NASA To Bring Smart Glasses To Astronauts


Smart glasses could soon be standard equipment for NASA astronauts.

The Osterhout Design Group (ODG) announced a new agreement with the national space agency that will provide astronauts with the electronic devices for training purposes, as well as for their time in space.

The smart glasses produce 3D images that provide a wide range of information to space travelers. The devices are capable of recording and monitoring the position, attitude and movement of astronauts as they go about activities, including spacewalks.
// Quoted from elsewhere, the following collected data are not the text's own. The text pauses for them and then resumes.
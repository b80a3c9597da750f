use crate::render::{ResourceKind, WaitUntil};
use serde::Deserialize;
use std::collections::BTreeMap;
use std::path::PathBuf;
use std::time::Duration;

/// Main configuration structure for Sumi-Trawl
#[derive(Debug, Clone, Deserialize)]
pub struct Config {
    #[serde(default)]
    pub crawler: CrawlerConfig,
    pub policy: PolicyConfig,
    #[serde(default)]
    pub output: OutputConfig,
    #[serde(default, rename = "form")]
    pub forms: Vec<FormConfig>,
}

/// Crawler behavior configuration
#[derive(Debug, Clone, Deserialize)]
pub struct CrawlerConfig {
    /// URLs the crawl starts from
    #[serde(default)]
    pub seeds: Vec<String>,

    /// Maximum number of pages open at once
    #[serde(rename = "max-concurrency", default = "default_max_concurrency")]
    pub max_concurrency: usize,

    /// Navigation timeout (milliseconds)
    #[serde(default = "default_timeout")]
    pub timeout: u64,

    /// When a navigation counts as finished
    #[serde(rename = "wait-until", default)]
    pub wait_until: WaitUntil,

    /// Requests to the same URL allowed within one page load
    #[serde(rename = "retry-ceiling", default = "default_retry_ceiling")]
    pub retry_ceiling: u32,

    /// Upper bound on scroll emulation per page (milliseconds)
    #[serde(rename = "max-scroll-duration", default = "default_max_scroll_duration")]
    pub max_scroll_duration: u64,

    /// Maximum link depth from a seed; unlimited when absent
    #[serde(rename = "max-depth", default)]
    pub max_depth: Option<u32>,

    /// User agent string sent by every session
    #[serde(rename = "user-agent", default = "default_user_agent")]
    pub user_agent: String,

    /// Listen address of the outbound filtering proxy
    #[serde(default)]
    pub proxy: Option<String>,
}

impl CrawlerConfig {
    pub fn navigation_timeout(&self) -> Duration {
        Duration::from_millis(self.timeout)
    }

    pub fn scroll_budget(&self) -> Duration {
        Duration::from_millis(self.max_scroll_duration)
    }
}

impl Default for CrawlerConfig {
    fn default() -> Self {
        Self {
            seeds: Vec::new(),
            max_concurrency: default_max_concurrency(),
            timeout: default_timeout(),
            wait_until: WaitUntil::default(),
            retry_ceiling: default_retry_ceiling(),
            max_scroll_duration: default_max_scroll_duration(),
            max_depth: None,
            user_agent: default_user_agent(),
            proxy: None,
        }
    }
}

/// Request filtering configuration
#[derive(Debug, Clone, Deserialize)]
pub struct PolicyConfig {
    /// Allowed registrable domains (apex and all subdomains are crawled)
    pub domains: Vec<String>,

    /// Operator-supplied URL substrings that are always blocked
    #[serde(rename = "block-list", default)]
    pub block_list: Vec<String>,

    /// Whether the built-in analytics/ad vendor list is applied as well
    #[serde(rename = "use-default-block-list", default = "default_true")]
    pub use_default_block_list: bool,

    /// URL prefixes of the crawler's own diagnostics channel, always allowed
    #[serde(rename = "telemetry-endpoints", default)]
    pub telemetry_endpoints: Vec<String>,

    /// Resource kinds that are never loaded
    #[serde(rename = "blocked-resource-kinds", default = "ResourceKind::default_blocked")]
    pub blocked_resource_kinds: Vec<ResourceKind>,
}

/// Output configuration
#[derive(Debug, Clone, Default, Deserialize)]
pub struct OutputConfig {
    /// Directory screenshots are written to; disabled when absent
    #[serde(default)]
    pub screenshots: Option<PathBuf>,
}

/// Login form automation entry
#[derive(Debug, Clone, Deserialize)]
pub struct FormConfig {
    /// Glob pattern (`*` wildcard) of page URLs the form lives on
    #[serde(rename = "url-pattern")]
    pub url_pattern: String,

    /// Field selector -> value to type into it
    #[serde(default)]
    pub fields: BTreeMap<String, String>,

    /// Selector of the element that submits the form
    #[serde(rename = "submit-selector")]
    pub submit_selector: String,
}

/// Available parallelism minus one, never below one
pub fn default_max_concurrency() -> usize {
    std::thread::available_parallelism()
        .map(|n| n.get().saturating_sub(1))
        .unwrap_or(1)
        .max(1)
}

fn default_timeout() -> u64 {
    30_000
}

fn default_retry_ceiling() -> u32 {
    5
}

fn default_max_scroll_duration() -> u64 {
    5_000
}

fn default_user_agent() -> String {
    format!("sumi-trawl/{}", env!("CARGO_PKG_VERSION"))
}

fn default_true() -> bool {
    true
}
/// Task state definitions for tracking one page visit
///
/// A task moves through `Queued -> Loading -> {TimedOut, Loaded} ->
/// PostProcessing -> Done`, or ends early in `Failed`.
use crate::TrawlError;
use std::fmt;

/// Represents the current state of a task in the per-task protocol
#[derive(Debug, Clone, Copy, PartialEq, Eq, Hash)]
pub enum TaskState {
    // ===== Active States =====
    /// Task is waiting in the work queue
    Queued,

    /// Navigation to the task URL is in progress
    Loading,

    /// Navigation exceeded its timeout; the page may still be usable
    TimedOut,

    /// Navigation completed normally
    Loaded,

    /// Post-load behaviors are running
    PostProcessing,

    // ===== Terminal States =====
    /// Navigation or post-processing failed
    Failed,

    /// Task finished
    Done,
}

impl TaskState {
    /// Returns true if no further transitions are possible
    pub fn is_terminal(&self) -> bool {
        matches!(self, Self::Failed | Self::Done)
    }

    /// Returns true if the transition `self -> next` is part of the protocol
    pub fn can_transition_to(&self, next: TaskState) -> bool {
        use TaskState::*;
        matches!(
            (self, next),
            (Queued, Loading)
                | (Loading, TimedOut)
                | (Loading, Loaded)
                | (Loading, Failed)
                | (TimedOut, PostProcessing)
                | (Loaded, PostProcessing)
                | (PostProcessing, Done)
                | (PostProcessing, Failed)
        )
    }

    /// Short lowercase name used in logs
    pub fn as_str(&self) -> &'static str {
        match self {
            Self::Queued => "queued",
            Self::Loading => "loading",
            Self::TimedOut => "timed_out",
            Self::Loaded => "loaded",
            Self::PostProcessing => "post_processing",
            Self::Failed => "failed",
            Self::Done => "done",
        }
    }
}

impl fmt::Display for TaskState {
    fn fmt(&self, f: &mut fmt::Formatter<'_>) -> fmt::Result {
        f.write_str(self.as_str())
    }
}

/// Tracks the state of a single task and rejects out-of-protocol moves
#[derive(Debug)]
pub struct TaskTracker {
    url: String,
    state: TaskState,
}

impl TaskTracker {
    /// Starts tracking a task that was just taken off the queue
    pub fn new(url: impl Into<String>) -> Self {
        Self {
            url: url.into(),
            state: TaskState::Queued,
        }
    }

    pub fn state(&self) -> TaskState {
        self.state
    }

    /// Moves the task to `next`
    ///
    /// # Returns
    ///
    /// * `Ok(())` - The transition is valid and was applied
    /// * `Err(TrawlError::InvalidTransition)` - The state is left unchanged
    pub fn advance(&mut self, next: TaskState) -> Result<(), TrawlError> {
        if !self.state.can_transition_to(next) {
            return Err(TrawlError::InvalidTransition {
                from: self.state,
                to: next,
            });
        }

        tracing::trace!("{}: {} -> {}", self.url, self.state, next);
        self.state = next;
        Ok(())
    }
}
"As electronic directions and instructions replace paper checklists and longer duration missions are considered, there is a need for tools that can meet evolving demands. ODG's technology provides an opportunity to increase space mission efficiencies and we are pleased to explore its potential in human spaceflight while also advancing its use here on Earth," Lauri Hansen, engineering director for NASA, said.

The electronic glasses could assist space travelers in carrying out repairs, as well as other operations aboard the International Space Station (ISS) and other future missions.

"Our sixth-generation Smart Glasses are the first to be made available to a broader customer set. Features ODG's military-grade technology, 3D optics, and is also untethered for the ultimate hands-free experience. Stunning 3D stereoscopic see-thru HD displays. Runs our custom ReticleOS operating system atop Android Jelly Bean," ODG management reported on its Web site.

The glasses will provide astronauts with the ability to overlay digital markers on images of equipment, in order to record progress made during repairs, or remind the space traveler not to remove certain pieces. An electronic checklist will also be available in the glasses, so that astronauts can track their activities without needing to use their hands.

The smart glasses from ODG have capabilities similar to a full Android tablet, and the display seen by users is equivalent to a 55 inch screen set eight feet away. The two displays are capable of displaying 3D images. A five-megapixel camera can take pictures that can be sent to controllers on the ground, or to other astronauts inside the spacecraft.

The manufacturer has spent six years developing the glasses, putting $60 million into research on the devices. Engineers at NASA have also worked on creating their own smart glasses, but have recently decided to seek out commercial developers for the devices.

Officials from NASA hope that the glasses will make activities in space, including carrying out repairs during extra-vehicular activities (EVA's) more efficient, as well as safer, for astronauts. Space travelers could be wearing smart glasses on future missions, traveling to an asteroid, as well as during a human mission to Mars.